A model to study the effectiveness of potential chemopreventive agents that inhibit neoplastic process by different mechanisms has been used to test the efficacy of seven nitric oxide synthase (NOS) inhibitors. Five selective inducible NOS (iNOS) inhibitors: S-methyl isothiourea (S-MITU), S-2-aminoethyl isothiourea (S-2-AEITU), S-ethyl isothiourea (S-EITU), aminoguanidine (AG), 2-amino-4-methyl pyridine (2-AMP), and two non selective general NOS inhibitors: l-N(6)-(1-iminoethyl) lysine (IEL) and N(omega)-nitro-l-arginine (NNLA), were tested for efficacy against a carcinogen, benzo[a]pyrene (B[a]P)-induced primary rat tracheal epithelial (RTE) cell transformation assay. RTE cells were treated with B[a]P alone or with five nontoxic concentrations of an NOS inhibitor and the resulting foci at the end of 30 days were scored for inhibition of transformation.
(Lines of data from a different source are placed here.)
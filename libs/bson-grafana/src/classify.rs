use bson::{Bson, Document};
use chrono::DateTime;

use crate::error::ConvertError;
use crate::value::{Converted, RawJson};

// ═══════════════════════════════════════════════════════════════
//  BSON → Grafana scalar
// ═══════════════════════════════════════════════════════════════

/// Convert one decoded BSON value into a Grafana scalar.
///
/// Grafana's column types are much coarser than BSON's, so most structured
/// kinds collapse to `String` or `Json`:
///
/// | BSON | Grafana |
/// |------|---------|
/// | Null, Undefined | null |
/// | Int32, Int64, Double, String, Boolean | same value |
/// | Array, Document | relaxed extended JSON |
/// | ObjectId, Binary | lowercase hex (binary subtype dropped) |
/// | DateTime, Timestamp | time (timestamp increment dropped) |
/// | RegularExpression | pattern (options dropped) |
/// | JavaScriptCode, JavaScriptCodeWithScope | code (scope dropped) |
/// | Decimal128 | float64 |
/// | MinKey, MaxKey, DbPointer | relaxed extended JSON text |
/// | Symbol | string |
pub fn classify(value: &Bson) -> Result<Converted, ConvertError> {
    let converted = match value {
        Bson::Null | Bson::Undefined => Converted::NULL,

        Bson::Int32(v) => Converted::present(*v),
        Bson::Int64(v) => Converted::present(*v),
        Bson::Double(v) => Converted::present(*v),
        Bson::String(v) => Converted::present(v.clone()),
        Bson::Boolean(v) => Converted::present(*v),

        Bson::Array(items) => classify_array(items)?,
        Bson::Document(doc) => classify_document(doc)?,

        Bson::ObjectId(oid) => Converted::present(hex::encode(oid.bytes())),
        Bson::DateTime(dt) => {
            let millis = dt.timestamp_millis();
            let time = DateTime::from_timestamp_millis(millis)
                .ok_or(ConvertError::TimeOutOfRange { millis })?;
            Converted::present(time)
        }
        Bson::Binary(bin) => Converted::present(hex::encode(&bin.bytes)),
        Bson::RegularExpression(regex) => Converted::present(regex.pattern.clone()),
        Bson::JavaScriptCode(code) => Converted::present(code.clone()),
        Bson::JavaScriptCodeWithScope(cws) => Converted::present(cws.code.clone()),
        Bson::Timestamp(ts) => {
            let seconds = i64::from(ts.time);
            let time = DateTime::from_timestamp(seconds, 0).ok_or(ConvertError::TimeOutOfRange {
                millis: seconds.saturating_mul(1000),
            })?;
            Converted::present(time)
        }
        Bson::Decimal128(dec) => Converted::present(parse_decimal(&dec.to_string())?),

        Bson::MinKey | Bson::MaxKey | Bson::DbPointer(_) => {
            Converted::present(render_extjson(value.clone())?)
        }
        Bson::Symbol(symbol) => Converted::present(symbol.clone()),
    };
    Ok(converted)
}

/// Relaxed extended JSON of the array itself, e.g. `[1,"a",true]`.
pub fn classify_array(items: &[Bson]) -> Result<Converted, ConvertError> {
    let tree = serde_json::Value::Array(
        items
            .iter()
            .cloned()
            .map(Bson::into_relaxed_extjson)
            .collect(),
    );
    Ok(Converted::present(RawJson::from_value(&tree)?))
}

/// Relaxed extended JSON of the document, keys in document order.
pub fn classify_document(doc: &Document) -> Result<Converted, ConvertError> {
    let tree = Bson::Document(doc.clone()).into_relaxed_extjson();
    Ok(Converted::present(RawJson::from_value(&tree)?))
}

/// Parse the canonical string form of a Decimal128 as a float64.
///
/// `NaN` and `±Infinity` pass through. A finite decimal beyond the float64
/// range is an error rather than an infinity.
pub fn parse_decimal(text: &str) -> Result<f64, ConvertError> {
    let parsed = text.parse::<f64>().map_err(|source| ConvertError::DecimalParse {
        text: text.to_owned(),
        source,
    })?;
    if parsed.is_infinite() && !is_infinity_literal(text) {
        return Err(ConvertError::DecimalOutOfRange {
            text: text.to_owned(),
        });
    }
    Ok(parsed)
}

fn is_infinity_literal(text: &str) -> bool {
    let unsigned = text.strip_prefix(['+', '-']).unwrap_or(text);
    unsigned.eq_ignore_ascii_case("infinity") || unsigned.eq_ignore_ascii_case("inf")
}

fn render_extjson(value: Bson) -> Result<String, ConvertError> {
    Ok(serde_json::to_string(&value.into_relaxed_extjson())?)
}

#[cfg(test)]
mod tests {
    use super::*;
    use crate::field_type::FieldType;
    use crate::value::FieldValue;
    use bson::oid::ObjectId;
    use bson::spec::BinarySubtype;
    use bson::{Binary, Decimal128, JavaScriptCodeWithScope, Regex, Timestamp, doc};
    use pretty_assertions::assert_eq;

    fn value_of(bson: Bson) -> FieldValue {
        classify(&bson).unwrap().into_value().expect("non-null")
    }

    fn json_of(bson: Bson) -> String {
        match value_of(bson) {
            FieldValue::Json(raw) => raw.as_str().to_owned(),
            other => panic!("expected json, got {other:?}"),
        }
    }

    #[test]
    fn null_and_undefined_are_absent() {
        for bson in [Bson::Null, Bson::Undefined] {
            let converted = classify(&bson).unwrap();
            assert!(converted.is_null());
            assert_eq!(converted.field_type(), FieldType::Unknown);
        }
    }

    #[test]
    fn scalars_pass_through() {
        assert_eq!(value_of(Bson::Int32(-4)), FieldValue::Int32(-4));
        assert_eq!(value_of(Bson::Int64(1 << 40)), FieldValue::Int64(1 << 40));
        assert_eq!(value_of(Bson::Double(2.5)), FieldValue::Float64(2.5));
        assert_eq!(value_of(Bson::String("abc".into())), FieldValue::String("abc".into()));
        assert_eq!(value_of(Bson::Boolean(true)), FieldValue::Bool(true));
    }

    #[test]
    fn array_has_no_wrapper() {
        let array = Bson::Array(vec![Bson::Int32(1), Bson::String("a".into()), Bson::Boolean(true)]);
        assert_eq!(json_of(array), r#"[1,"a",true]"#);
    }

    #[test]
    fn empty_containers() {
        assert_eq!(json_of(Bson::Array(vec![])), "[]");
        assert_eq!(json_of(Bson::Document(doc! {})), "{}");
    }

    #[test]
    fn nested_array_of_documents() {
        let array = Bson::Array(vec![
            Bson::Document(doc! { "a": 1, "b": [true, null] }),
            Bson::Document(doc! {}),
        ]);
        assert_eq!(json_of(array), r#"[{"a":1,"b":[true,null]},{}]"#);
    }

    #[test]
    fn document_keeps_key_order() {
        let document = doc! { "z": 1, "a": "x", "m": { "k": 2_i64 } };
        assert_eq!(json_of(Bson::Document(document)), r#"{"z":1,"a":"x","m":{"k":2}}"#);
    }

    #[test]
    fn object_id_is_hex() {
        let oid = ObjectId::from_bytes([0, 1, 2, 3, 4, 5, 6, 7, 8, 9, 10, 11]);
        assert_eq!(
            value_of(Bson::ObjectId(oid)),
            FieldValue::String("000102030405060708090a0b".into())
        );
    }

    #[test]
    fn datetime_keeps_instant() {
        let millis = 1_700_000_000_123;
        let expected = DateTime::from_timestamp_millis(millis).unwrap();
        assert_eq!(
            value_of(Bson::DateTime(bson::DateTime::from_millis(millis))),
            FieldValue::Time(expected)
        );
    }

    #[test]
    fn datetime_outside_chrono_range_is_an_error() {
        for millis in [i64::MAX, i64::MIN] {
            let err = classify(&Bson::DateTime(bson::DateTime::from_millis(millis))).unwrap_err();
            assert!(
                matches!(err, ConvertError::TimeOutOfRange { millis: m } if m == millis),
                "{err}"
            );
        }
    }

    #[test]
    fn datetime_at_chrono_edge_is_exact() {
        let max = DateTime::<chrono::Utc>::MAX_UTC.timestamp_millis();
        let FieldValue::Time(time) = value_of(Bson::DateTime(bson::DateTime::from_millis(max))) else {
            panic!("expected time");
        };
        assert_eq!(time.timestamp_millis(), max);
    }

    #[test]
    fn binary_drops_subtype() {
        let bin = Binary { subtype: BinarySubtype::Generic, bytes: vec![0xDE, 0xAD] };
        let converted = classify(&Bson::Binary(bin)).unwrap();
        assert_eq!(converted.field_type(), FieldType::String);
        assert_eq!(converted.into_value(), Some(FieldValue::String("dead".into())));
    }

    #[test]
    fn regex_keeps_pattern_only() {
        let regex = Regex { pattern: "^a.*z$".into(), options: "i".into() };
        assert_eq!(value_of(Bson::RegularExpression(regex)), FieldValue::String("^a.*z$".into()));
    }

    #[test]
    fn javascript_keeps_code_only() {
        assert_eq!(
            value_of(Bson::JavaScriptCode("return 1".into())),
            FieldValue::String("return 1".into())
        );
        let cws = JavaScriptCodeWithScope { code: "return x".into(), scope: doc! { "x": 1 } };
        assert_eq!(
            value_of(Bson::JavaScriptCodeWithScope(cws)),
            FieldValue::String("return x".into())
        );
    }

    #[test]
    fn timestamp_drops_increment() {
        let ts = Timestamp { time: 1_600_000_000, increment: 42 };
        let expected = DateTime::from_timestamp(1_600_000_000, 0).unwrap();
        assert_eq!(value_of(Bson::Timestamp(ts)), FieldValue::Time(expected));
    }

    #[test]
    fn decimal_parses_as_float() {
        // 125 × 10^-2
        let bytes = [0x7D, 0, 0, 0, 0, 0, 0, 0, 0, 0, 0, 0, 0, 0, 0x3C, 0x30];
        let dec = Decimal128::from_bytes(bytes);
        assert_eq!(dec.to_string(), "1.25");
        assert_eq!(value_of(Bson::Decimal128(dec)), FieldValue::Float64(1.25));
    }

    #[test]
    fn bad_decimal_text_is_an_error() {
        let err = parse_decimal("3,14").unwrap_err();
        assert!(matches!(err, ConvertError::DecimalParse { ref text, .. } if text == "3,14"));
    }

    #[test]
    fn decimal_beyond_float_range_is_an_error() {
        let dec: Decimal128 = "1E+400".parse().unwrap();
        let err = classify(&Bson::Decimal128(dec)).unwrap_err();
        assert!(matches!(err, ConvertError::DecimalOutOfRange { .. }), "{err}");
        assert!(matches!(
            parse_decimal("-1E+400"),
            Err(ConvertError::DecimalOutOfRange { ref text }) if text == "-1E+400"
        ));
    }

    #[test]
    fn decimal_specials_pass_through() {
        assert_eq!(parse_decimal("Infinity").unwrap(), f64::INFINITY);
        assert_eq!(parse_decimal("-Infinity").unwrap(), f64::NEG_INFINITY);
        assert!(parse_decimal("NaN").unwrap().is_nan());

        let nan: Decimal128 = "NaN".parse().unwrap();
        let FieldValue::Float64(value) = value_of(Bson::Decimal128(nan)) else {
            panic!("expected float");
        };
        assert!(value.is_nan());
    }

    #[test]
    fn sentinels_render_as_extjson() {
        assert_eq!(value_of(Bson::MinKey), FieldValue::String(r#"{"$minKey":1}"#.into()));
        assert_eq!(value_of(Bson::MaxKey), FieldValue::String(r#"{"$maxKey":1}"#.into()));
    }

    #[test]
    fn db_pointer_renders_as_extjson() {
        let extjson = serde_json::json!({
            "$dbPointer": { "$ref": "db.coll", "$id": { "$oid": "000102030405060708090a0b" } }
        });
        let pointer = Bson::try_from(extjson.clone()).unwrap();
        assert!(matches!(pointer, Bson::DbPointer(_)));

        let FieldValue::String(text) = value_of(pointer) else {
            panic!("expected string");
        };
        let rendered: serde_json::Value = serde_json::from_str(&text).unwrap();
        assert_eq!(rendered, extjson);
    }

    #[test]
    fn symbol_is_text() {
        assert_eq!(value_of(Bson::Symbol("sym".into())), FieldValue::String("sym".into()));
    }
}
The results indicate that all three isothiourea compounds inhibited B[a]P-induced RTE foci in a dose-dependent manner. S-AEITU was the most effective inhibitor with an IC(50) (the molar concentration that inhibits transformation by 50%) of 9.1 microM and 100% inhibition at the highest dose tested (30 microM). However, both S-EITU and S-MITU showed a maximum percent inhibition of 81% and 100% at 1 mM with an IC(50) of 84 and 110 microM, respectively. 2-AMP did not show any dose-dependent response, but was highly effective (57% inhibition) at an intermediate dose of 30 microM and an IC(50) of 25 microM. Similar to thiourea compounds, AG exhibited good dose-dependent inhibition with a maximum inhibition of 86% at 1 mM. NNLA and IEL were negative in this assay. Based on the IC(50) values, NOS inhibitors were rated for efficacy from high to low as follows: S-2-AEITU<2-AMP<AG<S-MITU<S-EITU. The data from this study identify NOS inhibitors as a novel class of chemopreventive agents that can be developed for lung cancer prevention.

Figure 1

Efficacy of thiourea class of iNOS inhibitors in the RTE transformation assay. Primary RTE cells were treated with B[a]P alone or with five half-log concentrations of each thiourea compound. Transformed colonies (type II+III foci) were scored at the end of 30 days and the results are expressed as percent inhibition of transformation in compound-treated versus untreated B[a]P control.

Figure 2

Efficacy of other iNOS inhibitors in the RTE transformation assay. Primary RTE cells were exposed to B[a]P alone or with various concentrations of AG and 2-AMP and the number of transformed colonies (type II+III foci) after 30 days were scored. The results are expressed as percent inhibition of transformation in iNOS-treated versus B[a]P control.

Figure 3

Negative response of nonselective NOS inhibitors in the RTE transformation assay. An agent is considered negative if there is less than 20% inhibition of B[a]P-induced transformation.